* **REQUIREMENT**
Looking at the data below, state how many lines contain "HeatPumpSpec". No other words are wanted.

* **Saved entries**
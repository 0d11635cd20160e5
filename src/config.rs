//! TOML-based scenario configuration and preset definitions.
//!
//! A scenario bundles the site [`Configuration`], a sizing to evaluate, and
//! optimizer settings. Missing sections fall back to the reference
//! industrial-park values; a section that is present must be complete.

use std::fs;
use std::path::Path;

use serde::Deserialize;
use thiserror::Error;

use crate::error::OptimizeError;
use crate::model::types::{
    BaselineEfficiency, Configuration, Demand, Economics, EquipmentSizing, HeatPumpSpec,
    PhotovoltaicSpec, SolarThermalSpec, StorageSpec, Tariff,
};
use crate::optimizer::{Objective, SearchSpace};

/// Top-level scenario configuration parsed from TOML.
#[derive(Debug, Clone, Deserialize)]
#[serde(deny_unknown_fields)]
pub struct ScenarioConfig {
    /// Annual end-use demand.
    #[serde(default)]
    pub demand: Demand,
    /// Time-of-use grid tariff.
    #[serde(default)]
    pub tariff: Tariff,
    /// Grid-only reference efficiencies.
    #[serde(default)]
    pub baseline: BaselineEfficiency,
    #[serde(default)]
    pub solar_thermal: SolarThermalSpec,
    #[serde(default)]
    pub photovoltaic: PhotovoltaicSpec,
    #[serde(default)]
    pub heat_pump: HeatPumpSpec,
    #[serde(default)]
    pub storage: StorageSpec,
    /// Lifespan, tax, discounting and depreciation.
    #[serde(default)]
    pub economics: Economics,
    /// Sizing used by `evaluate`; zero by default.
    #[serde(default)]
    pub sizing: EquipmentSizing,
    /// Optimizer settings.
    #[serde(default)]
    pub search: SearchConfig,
}

/// Optimizer settings.
#[derive(Debug, Clone, Default, Deserialize)]
#[serde(default, deny_unknown_fields)]
pub struct SearchConfig {
    /// `"irr"`, `"payback"` or `"npv"`.
    pub objective: Objective,
    /// Evaluate candidates in parallel.
    pub parallel: bool,
    /// Per-axis bounds; unspecified axes use the reference bounds.
    pub axes: SearchSpace,
}

impl Default for Demand {
    fn default() -> Self {
        Self {
            electricity_kwh: 10_000_000.0,
            heat_kwh: 5_000_000.0,
            cooling_kwh: 3_000_000.0,
        }
    }
}

impl Default for Tariff {
    fn default() -> Self {
        Self {
            static_price: 0.8,
            peak_price: 1.2,
            valley_price: 0.5,
            shoulder_price: 0.8,
            peak_fraction: 0.20,
            valley_fraction: 0.35,
        }
    }
}

impl Default for BaselineEfficiency {
    fn default() -> Self {
        Self { cop: 2.5, eer: 3.5 }
    }
}

impl Default for SolarThermalSpec {
    fn default() -> Self {
        Self {
            yield_kwh_per_m2_hr: 0.5,
            cost_per_m2: 1500.0,
            annual_sun_hours: 1500.0,
        }
    }
}

impl Default for PhotovoltaicSpec {
    fn default() -> Self {
        Self {
            yield_kwh_per_m2_hr: 0.15,
            cost_per_m2: 1000.0,
            annual_sun_hours: 1200.0,
        }
    }
}

impl Default for HeatPumpSpec {
    fn default() -> Self {
        Self {
            cop: 4.0,
            eer: 5.0,
            cost_per_kw: 2000.0,
        }
    }
}

impl Default for StorageSpec {
    fn default() -> Self {
        Self {
            charge_efficiency: 0.95,
            discharge_efficiency: 0.95,
            cost_per_kwh: 1500.0,
            cycles_per_year: 300.0,
        }
    }
}

impl Default for Economics {
    fn default() -> Self {
        Self {
            lifespan_years: 20,
            opex_fraction: 0.015,
            tax_rate: 0.25,
            discount_rate: 0.08,
            depreciation_years: 10,
        }
    }
}

/// Configuration error with field path and constraint description.
#[derive(Debug, Clone, PartialEq, Error)]
#[error("config error: {field}: {message}")]
pub struct ConfigError {
    /// Dotted field path (e.g., `"baseline.cop"`).
    pub field: String,
    /// Human-readable constraint description.
    pub message: String,
}

impl ConfigError {
    fn new(field: impl Into<String>, message: impl Into<String>) -> Self {
        Self {
            field: field.into(),
            message: message.into(),
        }
    }
}

impl ScenarioConfig {
    /// Reference industrial park: 10 GWh electricity, 5 GWh heat, 3 GWh cooling.
    pub fn industrial_park() -> Self {
        Self {
            demand: Demand::default(),
            tariff: Tariff::default(),
            baseline: BaselineEfficiency::default(),
            solar_thermal: SolarThermalSpec::default(),
            photovoltaic: PhotovoltaicSpec::default(),
            heat_pump: HeatPumpSpec::default(),
            storage: StorageSpec::default(),
            economics: Economics::default(),
            sizing: EquipmentSizing::default(),
            search: SearchConfig::default(),
        }
    }

    /// Sunny site with cheaper, higher-yield collectors and panels.
    pub fn solar_rich() -> Self {
        Self {
            solar_thermal: SolarThermalSpec {
                cost_per_m2: 1000.0,
                annual_sun_hours: 1800.0,
                ..SolarThermalSpec::default()
            },
            photovoltaic: PhotovoltaicSpec {
                yield_kwh_per_m2_hr: 0.2,
                cost_per_m2: 700.0,
                annual_sun_hours: 1500.0,
            },
            search: SearchConfig {
                objective: Objective::MaximizeNpv,
                ..SearchConfig::default()
            },
            ..Self::industrial_park()
        }
    }

    /// Wide peak/valley spread with inexpensive storage.
    pub fn arbitrage() -> Self {
        Self {
            tariff: Tariff {
                peak_price: 1.5,
                valley_price: 0.3,
                peak_fraction: 0.25,
                valley_fraction: 0.35,
                ..Tariff::default()
            },
            storage: StorageSpec {
                cost_per_kwh: 800.0,
                cycles_per_year: 330.0,
                ..StorageSpec::default()
            },
            search: SearchConfig {
                objective: Objective::MinimizePayback,
                ..SearchConfig::default()
            },
            ..Self::industrial_park()
        }
    }

    /// Available preset names.
    pub const PRESETS: &[&str] = &["industrial_park", "solar_rich", "arbitrage"];

    /// Loads a scenario from a named preset.
    ///
    /// # Errors
    ///
    /// Returns a `ConfigError` if the preset name is unknown.
    pub fn from_preset(name: &str) -> Result<Self, ConfigError> {
        match name {
            "industrial_park" => Ok(Self::industrial_park()),
            "solar_rich" => Ok(Self::solar_rich()),
            "arbitrage" => Ok(Self::arbitrage()),
            _ => Err(ConfigError::new(
                "preset",
                format!(
                    "unknown preset \"{name}\", available: {}",
                    Self::PRESETS.join(", ")
                ),
            )),
        }
    }

    /// Parses a scenario from a TOML file.
    ///
    /// # Errors
    ///
    /// Returns a `ConfigError` if the file cannot be read or the TOML is invalid.
    pub fn from_toml_file(path: &Path) -> Result<Self, ConfigError> {
        let content = fs::read_to_string(path).map_err(|e| {
            ConfigError::new("scenario", format!("cannot read \"{}\": {e}", path.display()))
        })?;
        Self::from_toml_str(&content)
    }

    /// Parses a scenario from a TOML string.
    ///
    /// # Errors
    ///
    /// Returns a `ConfigError` if the TOML is invalid or contains unknown fields.
    pub fn from_toml_str(s: &str) -> Result<Self, ConfigError> {
        toml::from_str(s).map_err(|e| ConfigError::new("toml", e.to_string()))
    }

    /// The site configuration handed to the model.
    pub fn configuration(&self) -> Configuration {
        Configuration {
            demand: self.demand.clone(),
            tariff: self.tariff.clone(),
            baseline: self.baseline.clone(),
            solar_thermal: self.solar_thermal.clone(),
            photovoltaic: self.photovoltaic.clone(),
            heat_pump: self.heat_pump.clone(),
            storage: self.storage.clone(),
            economics: self.economics.clone(),
        }
    }

    /// Validates all fields and returns a list of errors.
    ///
    /// Returns an empty vector if configuration is valid. Over-range tariff
    /// fractions are reported by [`ScenarioConfig::warnings`] instead.
    pub fn validate(&self) -> Vec<ConfigError> {
        let mut errors = Vec::new();

        let non_negative = [
            ("demand.electricity_kwh", self.demand.electricity_kwh),
            ("demand.heat_kwh", self.demand.heat_kwh),
            ("demand.cooling_kwh", self.demand.cooling_kwh),
            ("tariff.static_price", self.tariff.static_price),
            ("tariff.peak_price", self.tariff.peak_price),
            ("tariff.valley_price", self.tariff.valley_price),
            ("tariff.shoulder_price", self.tariff.shoulder_price),
            ("solar_thermal.yield_kwh_per_m2_hr", self.solar_thermal.yield_kwh_per_m2_hr),
            ("solar_thermal.cost_per_m2", self.solar_thermal.cost_per_m2),
            ("solar_thermal.annual_sun_hours", self.solar_thermal.annual_sun_hours),
            ("photovoltaic.yield_kwh_per_m2_hr", self.photovoltaic.yield_kwh_per_m2_hr),
            ("photovoltaic.cost_per_m2", self.photovoltaic.cost_per_m2),
            ("photovoltaic.annual_sun_hours", self.photovoltaic.annual_sun_hours),
            ("heat_pump.cost_per_kw", self.heat_pump.cost_per_kw),
            ("storage.cost_per_kwh", self.storage.cost_per_kwh),
            ("storage.cycles_per_year", self.storage.cycles_per_year),
            ("economics.opex_fraction", self.economics.opex_fraction),
            ("sizing.solar_thermal_area_m2", self.sizing.solar_thermal_area_m2),
            ("sizing.pv_area_m2", self.sizing.pv_area_m2),
            ("sizing.heat_pump_kw", self.sizing.heat_pump_kw),
            ("sizing.storage_kwh", self.sizing.storage_kwh),
        ];
        for (field, value) in non_negative {
            if !(value.is_finite() && value >= 0.0) {
                errors.push(ConfigError::new(field, format!("must be finite and >= 0, got {value}")));
            }
        }

        let positive = [
            ("baseline.cop", self.baseline.cop),
            ("baseline.eer", self.baseline.eer),
            ("heat_pump.cop", self.heat_pump.cop),
            ("heat_pump.eer", self.heat_pump.eer),
        ];
        for (field, value) in positive {
            if !(value.is_finite() && value > 0.0) {
                errors.push(ConfigError::new(field, format!("must be > 0, got {value}")));
            }
        }

        let unit_interval = [
            ("tariff.peak_fraction", self.tariff.peak_fraction),
            ("tariff.valley_fraction", self.tariff.valley_fraction),
            ("storage.charge_efficiency", self.storage.charge_efficiency),
            ("storage.discharge_efficiency", self.storage.discharge_efficiency),
            ("economics.tax_rate", self.economics.tax_rate),
        ];
        for (field, value) in unit_interval {
            if !(0.0..=1.0).contains(&value) {
                errors.push(ConfigError::new(field, format!("must be in [0.0, 1.0], got {value}")));
            }
        }

        let econ = &self.economics;
        if econ.lifespan_years == 0 {
            errors.push(ConfigError::new("economics.lifespan_years", "must be > 0"));
        }
        if econ.depreciation_years == 0 {
            errors.push(ConfigError::new("economics.depreciation_years", "must be > 0"));
        }
        if !(econ.discount_rate.is_finite() && econ.discount_rate > -1.0) {
            errors.push(ConfigError::new(
                "economics.discount_rate",
                format!("must be > -1.0, got {}", econ.discount_rate),
            ));
        }

        if let Err(e) = self.search.axes.check() {
            let field = match &e {
                OptimizeError::InvalidAxis { axis, .. } => format!("search.axes.{axis}"),
                _ => "search.axes".to_string(),
            };
            errors.push(ConfigError::new(field, e.to_string()));
        }

        errors
    }

    /// Non-fatal issues worth surfacing to the user.
    pub fn warnings(&self) -> Vec<String> {
        let mut warnings = Vec::new();
        if self.tariff.fractions_overflow() {
            warnings.push(format!(
                "tariff.peak_fraction + tariff.valley_fraction = {:.3} exceeds 1; shoulder fraction clamped to 0",
                self.tariff.peak_fraction + self.tariff.valley_fraction
            ));
        }
        warnings
    }
}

* **YOUR RESPONSE**
4